Since there is in our current deployments, no actual way to update the bootstore outside of the safely replicated EarlyNetworkConfig which already will only get bumped from nexus via an RPW, this is generally safe now as long as both initial M.2s get the initial configuration. There's no way to overwrite it, so they'll just keep reading the only possible version regardless of if one or two nodes boot up. If, for some reason, one node doesn't have the latest EarlyNetworkConfig, that node will learn it when it connects to other nodes and write the updated value.

This could become a problem for lrtq when a sled is added to a cluster (once implemented), as key share handout is only tracked on individual sleds. So a sled could theoretically lose track of a share it gave out already to a learner if only one M.2 saved that information, and then the other booted without it later, and the original never came back. However, this would be harmless in the common case as only one of two things could happen:

  1. The same share gets handed out to a different learner - It will just take an extra share to be gathered for the rack to unlock (K+1 instead of K) in the case that both learners with the same share respond to the same LoadRackSecretRequest within the first K(+1) replies. If this happened to N-K sleds, then we could lose all LRTQ redundancy.
  2. No new learner comes online and asks the specific problematic sled for a share and so nobody notices at all.

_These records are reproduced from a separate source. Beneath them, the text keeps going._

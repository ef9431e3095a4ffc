//! Item mapping for [`Stack`], the widest entity in the catalog.

use crate::domain::Stack;
use crate::error::CoreResult;
use crate::mapper::{fields, ItemMapper};
use crate::repository::tables;
use groundwork_value::Item;

impl ItemMapper for Stack {
    fn table() -> &'static str {
        tables::STACKS
    }

    fn to_item(&self) -> CoreResult<Item> {
        let mut item = Item::new();
        fields::put_uuid(&mut item, "id", self.id);
        fields::put_string(&mut item, "name", &self.name);
        fields::put_string(&mut item, "cloudName", &self.cloud_name);
        fields::put_string(&mut item, "routePath", &self.route_path);
        fields::put_enum(&mut item, "stackType", &self.stack_type);
        fields::put_string(&mut item, "createdBy", &self.created_by);
        fields::put_timestamp(&mut item, "createdAt", self.created_at);
        fields::put_timestamp(&mut item, "updatedAt", self.updated_at);

        fields::put_opt_string(&mut item, "description", self.description.as_deref());
        fields::put_opt_string(&mut item, "repositoryURL", self.repository_url.as_deref());
        fields::put_opt_enum(
            &mut item,
            "programmingLanguage",
            self.programming_language.as_ref(),
        );
        fields::put_opt_bool(&mut item, "isPublic", self.is_public);
        fields::put_opt_string(&mut item, "ephemeralPrefix", self.ephemeral_prefix.as_deref());

        fields::put_opt_uuid(&mut item, "teamId", self.team_id);
        fields::put_opt_uuid(&mut item, "stackCollectionId", self.stack_collection_id);
        fields::put_opt_uuid(&mut item, "blueprintId", self.blueprint_id);

        fields::put_document_nonempty(&mut item, "configuration", &self.configuration)?;
        Ok(item)
    }

    fn from_item(item: &Item) -> CoreResult<Option<Self>> {
        if item.is_empty() {
            return Ok(None);
        }
        Ok(Some(Stack {
            id: fields::required_uuid(item, "id")?,
            name: fields::required_string(item, "name")?,
            cloud_name: fields::required_string(item, "cloudName")?,
            route_path: fields::required_string(item, "routePath")?,
            stack_type: fields::required_enum(item, "stackType")?,
            created_by: fields::required_string(item, "createdBy")?,
            created_at: fields::required_timestamp(item, "createdAt")?,
            updated_at: fields::required_timestamp(item, "updatedAt")?,
            description: fields::optional_string(item, "description")?,
            repository_url: fields::optional_string(item, "repositoryURL")?,
            programming_language: fields::optional_enum(item, "programmingLanguage")?,
            is_public: fields::optional_bool(item, "isPublic")?,
            ephemeral_prefix: fields::optional_string(item, "ephemeralPrefix")?,
            team_id: fields::optional_uuid(item, "teamId")?,
            stack_collection_id: fields::optional_uuid(item, "stackCollectionId")?,
            blueprint_id: fields::optional_uuid(item, "blueprintId")?,
            configuration: fields::optional_document(item, "configuration")?,
        }))
    }
}
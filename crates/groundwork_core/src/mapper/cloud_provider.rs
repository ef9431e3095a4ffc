//! Item mapping for [`CloudProvider`].

use crate::domain::CloudProvider;
use crate::error::CoreResult;
use crate::mapper::{fields, ItemMapper};
use crate::repository::tables;
use groundwork_value::Item;

impl ItemMapper for CloudProvider {
    fn table() -> &'static str {
        tables::CLOUD_PROVIDERS
    }

    fn to_item(&self) -> CoreResult<Item> {
        let mut item = Item::new();
        fields::put_uuid(&mut item, "id", self.id);
        fields::put_string(&mut item, "name", &self.name);
        fields::put_string(&mut item, "displayName", &self.display_name);
        fields::put_bool(&mut item, "enabled", self.enabled);
        fields::put_timestamp(&mut item, "createdAt", self.created_at);
        fields::put_timestamp(&mut item, "updatedAt", self.updated_at);
        fields::put_opt_string(&mut item, "description", self.description.as_deref());
        Ok(item)
    }

    fn from_item(item: &Item) -> CoreResult<Option<Self>> {
        if item.is_empty() {
            return Ok(None);
        }
        Ok(Some(CloudProvider {
            id: fields::required_uuid(item, "id")?,
            name: fields::required_string(item, "name")?,
            display_name: fields::required_string(item, "displayName")?,
            enabled: fields::required_bool(item, "enabled")?,
            created_at: fields::required_timestamp(item, "createdAt")?,
            updated_at: fields::required_timestamp(item, "updatedAt")?,
            description: fields::optional_string(item, "description")?,
        }))
    }
}

#[cfg(test)]
mod tests {
    use super::*;
    use crate::error::CoreError;
    use chrono::NaiveDate;
    use groundwork_value::{CodecError, Value};
    use uuid::Uuid;

    fn provider() -> CloudProvider {
        let ts = NaiveDate::from_ymd_opt(2026, 3, 1)
            .unwrap()
            .and_hms_opt(9, 15, 0)
            .unwrap();
        CloudProvider {
            id: Uuid::new_v4(),
            name: "aws".into(),
            display_name: "Amazon Web Services".into(),
            description: None,
            enabled: true,
            created_at: ts,
            updated_at: ts,
        }
    }

    #[test]
    fn roundtrip() {
        let original = provider();
        let item = original.to_item().unwrap();
        let decoded = CloudProvider::from_item(&item).unwrap().unwrap();
        assert_eq!(decoded, original);
    }

    #[test]
    fn unset_description_is_omitted() {
        let item = provider().to_item().unwrap();
        assert!(!item.contains_key("description"));
    }

    #[test]
    fn empty_item_reads_as_not_found() {
        assert_eq!(CloudProvider::from_item(&Item::new()).unwrap(), None);
    }

    #[test]
    fn corrupt_enabled_flag_is_a_decode_error() {
        let mut item = provider().to_item().unwrap();
        item.insert("enabled", Value::Text("yes".into()));
        let err = CloudProvider::from_item(&item).unwrap_err();
        assert!(matches!(
            err,
            CoreError::Decode(CodecError::WrongKind { .. })
        ));
    }
}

Now, it must also be emphasized that this is only a problem with the LRTQ. The design for the real trust quorum is to perform reconfigurations via Nexus, including handing out key shares to new sleds. With proper encryption, and full replication of shares, we can always recover with an RPW, similar to other ledgers.

andrewjstone commented 1 year ago

It should be noted that we don't even need an RPW either for the real trust quorum, as we can just replicate the latest version of data to nodes that are supposed to have it. In fact, this is the more likely solution, but the RFD for this protocol has not yet been updated to reflect his behavior.

andrewjstone commented 1 year ago

The same share gets handed out to a different learner - It will just take an extra share to be gathered for the rack to unlock (K+1 instead of K) in the case that both learners with the same share respond to the same LoadRackSecretRequest within the first K(+1) replies. If this happened to N-K sleds, then we could lose all LRTQ redundancy.

We could additionally, fix this with some support scripts, if we could detect it. But again, I'd prefer to just build the real TQ.